It's also not like there would be any popular backslash on "doing business with the Russians" at this particular time either, so that they would need a distraction.
It's more likely that they just wanted an extra tax and some extra dough coming their way, and came up with this, sans distraction nonsense.
The opinion when this came up on /r/europe was that it was an attempt at clamping down on access to independent and non-Hungarian media by making internet use unaffordable.
it's capped at 4k HUF at most (~10€), that seems like a very inneffective way to do it.
I mean, you get free press (Metropol, elsewhere known as Metro, which IIRC is swedish) at metro stations, it would make more sense to tax _that_ if you really wanted to clamp independent media.
Also, many people with a smartphone aged 25+ have a company-payed one, so the tax is irrelevant to them. (source: anecdotal evidence as someone living in hungary)
Metro is not "free press", it's a joke of a newspaper. Nobody can seriously think to rely on Metro for political or hard-hitting news.
What if the tax is just a trojan horse? If it's introduced, the government will have to install "smart meters" somewhere, checking who consumed what in order to reconcile it with the amount of paid tax. The move from "smart meters" to "total eavesdropping capability" is then just a firmware update away.
Only they can already do that with the cooperation of the ISPs or control of the national backbones, with no need for some tax. And probably they are already doing it. And worse, the "five eyes" are doing too (worse, as they are not even your own elected government).
If you really think the political news/anything ratio is higher in the average megabyte of internet download than in Metro I am afraid you live in a very unusual bubble.
Actually without a datacap it becomes quite expensive.
Purchase a modern AAA game on steam, they're around 30G. Instant 15e additional tax when downloading it. And that tax gets paid every time you redownload anything.
Also netflix becomes a lot more expensive. 50 cents per hour for standard definition or 1.5 euros per hour in HD.
there is a cap on the tax though, you'd basically pay extra on the first couple of movies (well, there isn't any netflix in hungary, so you'd be paying for torrents)
While it's probably smoke screen, it's outright stupid and very harmful.

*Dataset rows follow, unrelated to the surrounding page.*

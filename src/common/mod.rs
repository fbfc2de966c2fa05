pub mod color;
pub mod frame;

pub use color::{ColorQuery, Location};
pub use frame::Frame;
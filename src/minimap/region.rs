use image::{imageops, RgbaImage};

use crate::error::RegionError;

/// Rectangular sub-window of a frame: rows `top..bottom`, columns `left..right`.
///
/// Tuples written for a `[rows, columns]` array slice as `img[left:right, top:bottom]`
/// describe the transpose: build them as `Region::new(left, top, right, bottom)` and
/// swap their bottom/right padding.
#[derive(Debug, Clone, Copy, PartialEq, Eq)]
pub struct Region {
    top: u32,
    left: u32,
    bottom: u32,
    right: u32,
}

impl Region {
    pub fn new(top: u32, left: u32, bottom: u32, right: u32) -> Result<Self, RegionError> {
        if bottom < top || right < left {
            return Err(RegionError::Inverted {
                top,
                left,
                bottom,
                right,
            });
        }
        if bottom == top || right == left {
            return Err(RegionError::Empty);
        }
        Ok(Self {
            top,
            left,
            bottom,
            right,
        })
    }

    /// Grows the bottom and right bounds, e.g. to compensate for window chrome.
    pub fn padded(self, bottom: u32, right: u32) -> Self {
        Self {
            bottom: self.bottom.saturating_add(bottom),
            right: self.right.saturating_add(right),
            ..self
        }
    }

    pub fn top(&self) -> u32 {
        self.top
    }

    pub fn left(&self) -> u32 {
        self.left
    }

    pub fn bottom(&self) -> u32 {
        self.bottom
    }

    pub fn right(&self) -> u32 {
        self.right
    }

    pub fn width(&self) -> u32 {
        self.right - self.left
    }

    pub fn height(&self) -> u32 {
        self.bottom - self.top
    }

    pub fn fits(&self, width: u32, height: u32) -> bool {
        self.right <= width && self.bottom <= height
    }

    pub fn check_fits(&self, width: u32, height: u32) -> Result<(), RegionError> {
        if self.fits(width, height) {
            Ok(())
        } else {
            Err(RegionError::OutOfBounds {
                bottom: self.bottom,
                right: self.right,
                width,
                height,
            })
        }
    }

    /// Copies the region out of `image`.
    ///
    /// # Panics
    ///
    /// Panics if the region does not lie inside `image`. Callers are expected
    /// to check [`Region::fits`] against the real frame first.
    pub fn crop(&self, image: &RgbaImage) -> RgbaImage {
        let (width, height) = image.dimensions();
        assert!(
            self.fits(width, height),
            "region {:?} does not fit inside a {}x{} frame",
            self,
            width,
            height
        );
        imageops::crop_imm(image, self.left, self.top, self.width(), self.height()).to_image()
    }
}
pub mod locator;
pub mod palette;
pub mod reader;
pub mod region;

pub use locator::{ColorLocator, ColorMatch, CountResult};
pub use palette::Palette;
pub use reader::{MinimapReader, MinimapSnapshot, OtherCounts};
pub use region::Region;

The context is a bit more complicated than Hungary doing business with Russia, the government probably does need this money as it's doing stupid (and counter productive) spending to increase their popularity among the the less educated and the ones who are less willing to think critically. From this perspective, their move is clever: it's smoke screen and they can back up later and they win or they don't have to back up that much and they also win. The only way for them to lose is if it turns out to be an ignition bomb (much like the plan to cut the trees in park Gezi in Turkey).
The move itself, even with an upper cap of 3-10EURs would be devastating and pointing to the wrong direction. Hungary's only option to rise would be education and the strengthtening of the IT sector. But that would need at least 10 years of investment and we're still only talking about it. BTW, there was a news bite I think on the same day that this utter stupid move was announced, that we should make the IT education stronger, we should teach more IT in elementary school, blah-blah. Sounds like something that should have been (and indeed have been) said in like 2000. Yet nothing happened, apart from cutting back IT classes last year.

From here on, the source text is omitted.